*** Opening of Data to use ***

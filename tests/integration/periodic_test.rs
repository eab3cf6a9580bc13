// Integration tests for periodic tasks: shutdown and shared collectors

use parking_lot::Mutex;
use std::sync::atomic::{AtomicU64, AtomicUsize, Ordering};
use std::sync::Arc;
use std::time::Duration;
use sysdash::core::system_monitor::{CpuSample, ProcessInfo, ProcessMonitor, ProcessSample};
use sysdash::core::tasks::{dispatch, TaskEvent, WorkerPool};

#[test]
fn test_immediate_stop_emits_single_finished_and_no_results() {
    let (dispatcher, event_loop) = dispatch::channel();
    let pool = WorkerPool::new(dispatcher).unwrap();
    let events = Arc::new(Mutex::new(Vec::new()));

    let sink = Arc::clone(&events);
    let mut handle = pool.start_periodic(
        Duration::from_millis(10),
        || Ok(1u32),
        move |event| sink.lock().push(event),
    );
    handle.stop().unwrap();

    event_loop.run_for(Duration::from_millis(200));

    let events = events.lock();
    let finished = events.iter().filter(|e| e.is_finished()).count();
    assert_eq!(finished, 1, "events: {:?}", *events);
    assert!(!events.iter().any(|e| matches!(e, TaskEvent::Result(_))));
}

#[test]
fn test_no_results_delivered_after_stop_returns() {
    let (dispatcher, event_loop) = dispatch::channel();
    let pool = WorkerPool::new(dispatcher).unwrap();
    let results = Arc::new(AtomicUsize::new(0));

    let results_clone = Arc::clone(&results);
    let mut handle = pool.start_periodic(
        Duration::from_millis(5),
        || Ok(()),
        move |event| {
            if let TaskEvent::Result(()) = event {
                results_clone.fetch_add(1, Ordering::SeqCst);
            }
        },
    );

    assert!(event_loop.run_until(Duration::from_secs(2), || {
        results.load(Ordering::SeqCst) >= 3
    }));
    handle.stop().unwrap();
    let at_stop = results.load(Ordering::SeqCst);

    event_loop.run_for(Duration::from_millis(100));
    assert_eq!(results.load(Ordering::SeqCst), at_stop);
}

/// Synthetic process table whose CPU counters advance on every read.
struct FakeProcessSource {
    ticks: AtomicU64,
}

impl FakeProcessSource {
    fn full(&self) -> Vec<ProcessSample> {
        let tick = self.ticks.fetch_add(1, Ordering::SeqCst);
        (1..=5)
            .map(|pid| ProcessSample {
                pid,
                name: format!("worker-{pid}"),
                cpu_time_ms: tick * 10 * pid as u64,
                memory_bytes: 4096,
                status: "Run".to_string(),
            })
            .collect()
    }

    fn fast(&self) -> Vec<CpuSample> {
        self.full().iter().map(CpuSample::from).collect()
    }
}

#[test]
fn test_fast_and_full_polls_share_one_monitor() {
    let (dispatcher, event_loop) = dispatch::channel();
    let pool = WorkerPool::new(dispatcher).unwrap();
    let source = Arc::new(FakeProcessSource {
        ticks: AtomicU64::new(1),
    });
    let monitor = Arc::new(ProcessMonitor::new(4));
    let fast_results: Arc<Mutex<Vec<Vec<ProcessInfo>>>> = Arc::new(Mutex::new(Vec::new()));
    let full_runs = Arc::new(AtomicUsize::new(0));

    let mut full = {
        let source = Arc::clone(&source);
        let monitor = Arc::clone(&monitor);
        let full_runs = Arc::clone(&full_runs);
        pool.start_periodic(
            Duration::from_millis(60),
            move || Ok(monitor.full_refresh(source.full())),
            move |event| {
                if let TaskEvent::Result(_) = event {
                    full_runs.fetch_add(1, Ordering::SeqCst);
                }
            },
        )
    };
    let mut fast = {
        let source = Arc::clone(&source);
        let monitor = Arc::clone(&monitor);
        let fast_results = Arc::clone(&fast_results);
        pool.start_periodic(
            Duration::from_millis(15),
            move || Ok(monitor.fast_update(source.fast())),
            move |event| {
                if let TaskEvent::Result(processes) = event {
                    if !processes.is_empty() {
                        fast_results.lock().push(processes);
                    }
                }
            },
        )
    };

    assert!(event_loop.run_until(Duration::from_secs(3), || {
        full_runs.load(Ordering::SeqCst) >= 2 && fast_results.lock().len() >= 3
    }));
    fast.stop().unwrap();
    full.stop().unwrap();

    for batch in fast_results.lock().iter() {
        assert_eq!(batch.len(), 5);
        assert!(batch.iter().all(|p| p.name.starts_with("worker-")));
        assert!(batch.iter().all(|p| (0.0..=100.0).contains(&p.cpu_percent)));
    }
    assert_eq!(monitor.tracked(), 5);
}
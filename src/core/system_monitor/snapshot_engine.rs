use std::collections::HashMap;
use std::hash::Hash;
use std::time::{Duration, Instant};

use super::delta::{compute_rate, cpu_percent, Snapshot};

/// Per-entity delta sampling, keyed by e.g. pid or interface name.
///
/// The first observation of a key only records a baseline. Keys that stop
/// appearing must be dropped with [`retain`](Self::retain), otherwise a
/// recycled key would be measured against a dead entity's counters.
#[derive(Debug, Clone)]
pub struct SnapshotEngine<K> {
    baselines: HashMap<K, Snapshot>,
    cores: usize,
}

impl<K> SnapshotEngine<K>
where
    K: Eq + Hash + Clone,
{
    pub fn new(cores: usize) -> Self {
        Self {
            baselines: HashMap::new(),
            cores: cores.max(1),
        }
    }

    pub fn cores(&self) -> usize {
        self.cores
    }

    /// Record `snapshot` for `key` and return per-second rates since the
    /// previous one (zeros for a new key). A reading that is not newer than
    /// the stored baseline yields zeros and leaves the baseline in place.
    pub fn observe(&mut self, key: K, snapshot: Snapshot) -> Vec<f64> {
        let rates = match self.baselines.get(&key) {
            Some(prev) if snapshot.taken_at <= prev.taken_at => {
                return vec![0.0; snapshot.counters.len()];
            }
            Some(prev) => compute_rate(prev, &snapshot),
            None => vec![0.0; snapshot.counters.len()],
        };
        self.baselines.insert(key, snapshot);
        rates
    }

    /// Record cumulative CPU time (milliseconds) for `key` and return its
    /// CPU usage as a share of the whole machine, `0.0..=100.0`.
    pub fn observe_cpu(&mut self, key: K, taken_at: Instant, cpu_time_ms: u64) -> f32 {
        let snapshot = Snapshot::at(taken_at, vec![cpu_time_ms]);
        let percent = match self.baselines.get(&key) {
            Some(prev) if taken_at <= prev.taken_at => return 0.0,
            Some(prev) => {
                let before = prev.counters.first().copied().unwrap_or(0);
                let wall = taken_at.duration_since(prev.taken_at);
                // Going backwards means a restarted entity: rebase at zero.
                let spent = Duration::from_millis(cpu_time_ms.saturating_sub(before));
                cpu_percent(spent, wall, self.cores)
            }
            None => 0.0,
        };
        self.baselines.insert(key, snapshot);
        percent
    }

    /// Drop every key for which `keep` returns false; returns how many went.
    pub fn retain<F>(&mut self, mut keep: F) -> usize
    where
        F: FnMut(&K) -> bool,
    {
        let before = self.baselines.len();
        self.baselines.retain(|key, _| keep(key));
        before - self.baselines.len()
    }

    pub fn forget(&mut self, key: &K) -> bool {
        self.baselines.remove(key).is_some()
    }

    pub fn contains(&self, key: &K) -> bool {
        self.baselines.contains_key(key)
    }

    pub fn len(&self) -> usize {
        self.baselines.len()
    }

    pub fn is_empty(&self) -> bool {
        self.baselines.is_empty()
    }

    pub fn clear(&mut self) {
        self.baselines.clear();
    }
}
//! Directory size scanning.
//!
//! [`scan_directory`] lists the immediate children of a directory with their
//! recursive sizes. It is written as a cancellable collector: it polls the
//! [`TaskContext`] between children and every [`CANCEL_CHECK_INTERVAL`]
//! entries while recursing, and reports progress as it goes.
//!
//! # Examples
//!
//! ```no_run
//! use sysdash::core::storage::scan_directory;
//! use sysdash::core::tasks::TaskContext;
//! use std::path::Path;
//!
//! let entries = scan_directory(Path::new("."), &TaskContext::detached())?;
//! for entry in entries {
//!     println!("{}: {} bytes", entry.name, entry.size_bytes);
//! }
//! # Ok::<(), sysdash::SysdashError>(())
//! ```

use std::fs;
use std::path::{Path, PathBuf};
use std::sync::Arc;

use serde::{Deserialize, Serialize};

use crate::core::tasks::{CancelHandle, CancellationToken, TaskContext, TaskEvent, WorkerPool};
use crate::error::{Result, SysdashError};

/// Entries visited between two cancellation checks while recursing.
pub const CANCEL_CHECK_INTERVAL: usize = 100;
/// Children processed between two progress reports.
const PROGRESS_INTERVAL: usize = 50;

pub const ACCESS_DENIED_NAME: &str = "(Access denied)";

/// One immediate child of a scanned directory.
#[derive(Debug, Clone, PartialEq, Eq, Serialize, Deserialize)]
pub struct DirEntry {
    pub name: String,
    pub path: PathBuf,
    /// Total size in bytes (recursive for directories).
    pub size_bytes: u64,
    /// Files counted (1 for a plain file).
    pub item_count: u64,
    pub is_dir: bool,
    pub is_accessible: bool,
}

/// Scan `path`'s children, largest first.
///
/// An unreadable `path` yields a single entry named
/// [`ACCESS_DENIED_NAME`]. Children that cannot be inspected are listed with
/// `is_accessible = false` and size 0. Unreadable entries deeper down are
/// skipped. Returns `SysdashError::Cancelled` once `ctx` is cancelled.
pub fn scan_directory(path: &Path, ctx: &TaskContext) -> Result<Vec<DirEntry>> {
    let children: Vec<fs::DirEntry> = match fs::read_dir(path) {
        Ok(iter) => iter.flatten().collect(),
        Err(err) => {
            log::debug!("Cannot read {}: {}", path.display(), err);
            return Ok(vec![DirEntry {
                name: ACCESS_DENIED_NAME.to_string(),
                path: path.to_path_buf(),
                size_bytes: 0,
                item_count: 0,
                is_dir: false,
                is_accessible: false,
            }]);
        }
    };

    let total = children.len();
    let mut entries = Vec::with_capacity(total);

    for (i, child) in children.into_iter().enumerate() {
        ctx.check_cancelled()?;

        if i % PROGRESS_INTERVAL == 0 && total > 0 {
            ctx.report_progress((i * 100 / total) as u8);
        }

        let name = child.file_name().to_string_lossy().to_string();
        let child_path = child.path();

        // file_type() does not follow symlinks.
        let entry = match child.file_type() {
            Ok(file_type) if file_type.is_dir() => {
                let (size_bytes, item_count) = dir_size(&child_path, ctx)?;
                DirEntry {
                    name,
                    path: child_path,
                    size_bytes,
                    item_count,
                    is_dir: true,
                    is_accessible: true,
                }
            }
            Ok(_) => {
                let size_bytes = fs::symlink_metadata(&child_path)
                    .map(|meta| meta.len())
                    .unwrap_or(0);
                DirEntry {
                    name,
                    path: child_path,
                    size_bytes,
                    item_count: 1,
                    is_dir: false,
                    is_accessible: true,
                }
            }
            Err(err) => {
                log::debug!("Cannot inspect {}: {}", child_path.display(), err);
                DirEntry {
                    name,
                    path: child_path,
                    size_bytes: 0,
                    item_count: 0,
                    is_dir: false,
                    is_accessible: false,
                }
            }
        };
        entries.push(entry);
    }

    ctx.report_progress(100);
    entries.sort_by(|a, b| b.size_bytes.cmp(&a.size_bytes).then_with(|| a.name.cmp(&b.name)));
    Ok(entries)
}

/// Recursive size and file count of `dir`, skipping what cannot be read.
fn dir_size(dir: &Path, ctx: &TaskContext) -> Result<(u64, u64)> {
    let Ok(iter) = fs::read_dir(dir) else {
        return Ok((0, 0));
    };

    let mut total_size = 0;
    let mut total_count = 0;

    for (i, entry) in iter.flatten().enumerate() {
        if i % CANCEL_CHECK_INTERVAL == 0 {
            ctx.check_cancelled()?;
        }

        let Ok(file_type) = entry.file_type() else {
            continue;
        };
        if file_type.is_dir() {
            let (size, count) = dir_size(&entry.path(), ctx)?;
            total_size += size;
            total_count += count;
        } else if let Ok(meta) = entry.metadata() {
            total_size += meta.len();
            total_count += 1;
        }
    }

    Ok((total_size, total_count))
}

type BatchHandler = Arc<dyn Fn(&Path, TaskEvent<Vec<DirEntry>>) + Send + Sync>;

/// One cancellable scan per subdirectory of a root, cancelled together.
#[derive(Debug)]
pub struct ScanBatch {
    root: PathBuf,
    token: CancellationToken,
    scans: Vec<(PathBuf, CancelHandle)>,
}

impl ScanBatch {
    /// Start scanning every subdirectory of `root`.
    ///
    /// `on_event` runs on the presentation thread with the scanned
    /// subdirectory and the task's event. Fails if `root` cannot be listed.
    pub fn start<H>(pool: &WorkerPool, root: &Path, on_event: H) -> Result<Self>
    where
        H: Fn(&Path, TaskEvent<Vec<DirEntry>>) + Send + Sync + 'static,
    {
        let mut dirs: Vec<PathBuf> = fs::read_dir(root)?
            .flatten()
            .filter(|entry| entry.file_type().map(|t| t.is_dir()).unwrap_or(false))
            .map(|entry| entry.path())
            .collect();
        dirs.sort();

        let token = CancellationToken::new();
        let handler: BatchHandler = Arc::new(on_event);

        let scans = dirs
            .into_iter()
            .map(|dir| {
                let scan_path = dir.clone();
                let event_path = dir.clone();
                let handler = Arc::clone(&handler);
                let handle = pool.submit_cancellable_with_token(
                    token.child_token(),
                    move |ctx| Ok(scan_directory(&scan_path, ctx)?),
                    move |event| handler(&event_path, event),
                );
                (dir, handle)
            })
            .collect::<Vec<_>>();

        log::debug!(
            "Scan batch for {} started with {} tasks",
            root.display(),
            scans.len()
        );

        Ok(Self {
            root: root.to_path_buf(),
            token,
            scans,
        })
    }

    pub fn root(&self) -> &Path {
        &self.root
    }

    pub fn len(&self) -> usize {
        self.scans.len()
    }

    pub fn is_empty(&self) -> bool {
        self.scans.is_empty()
    }

    pub fn paths(&self) -> impl Iterator<Item = &Path> + '_ {
        self.scans.iter().map(|(path, _)| path.as_path())
    }

    /// Cancel every scan in the batch.
    pub fn cancel(&self) {
        log::debug!("Cancelling scan batch for {}", self.root.display());
        self.token.cancel();
    }

    pub fn is_cancelled(&self) -> bool {
        self.token.is_cancelled()
    }

    /// All loaders have returned.
    pub fn is_completed(&self) -> bool {
        self.scans.iter().all(|(_, handle)| handle.is_completed())
    }
}

impl Drop for ScanBatch {
    fn drop(&mut self) {
        if !self.is_completed() {
            self.token.cancel();
        }
    }
}

/// `Err` if `entries` describes an unreadable directory.
pub fn ensure_accessible(path: &Path, entries: &[DirEntry]) -> Result<()> {
    match entries {
        [only] if !only.is_accessible && only.name == ACCESS_DENIED_NAME => Err(
            SysdashError::collector(format!("access denied: {}", path.display())),
        ),
        _ => Ok(()),
    }
}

*** Close of Data to use ***

Activity: Reply with every line of the listing that has the string "zeros".

Written solution:
    /// previous one (zeros for a new key). A reading that is not newer than
    /// the stored baseline yields zeros and leaves the baseline in place.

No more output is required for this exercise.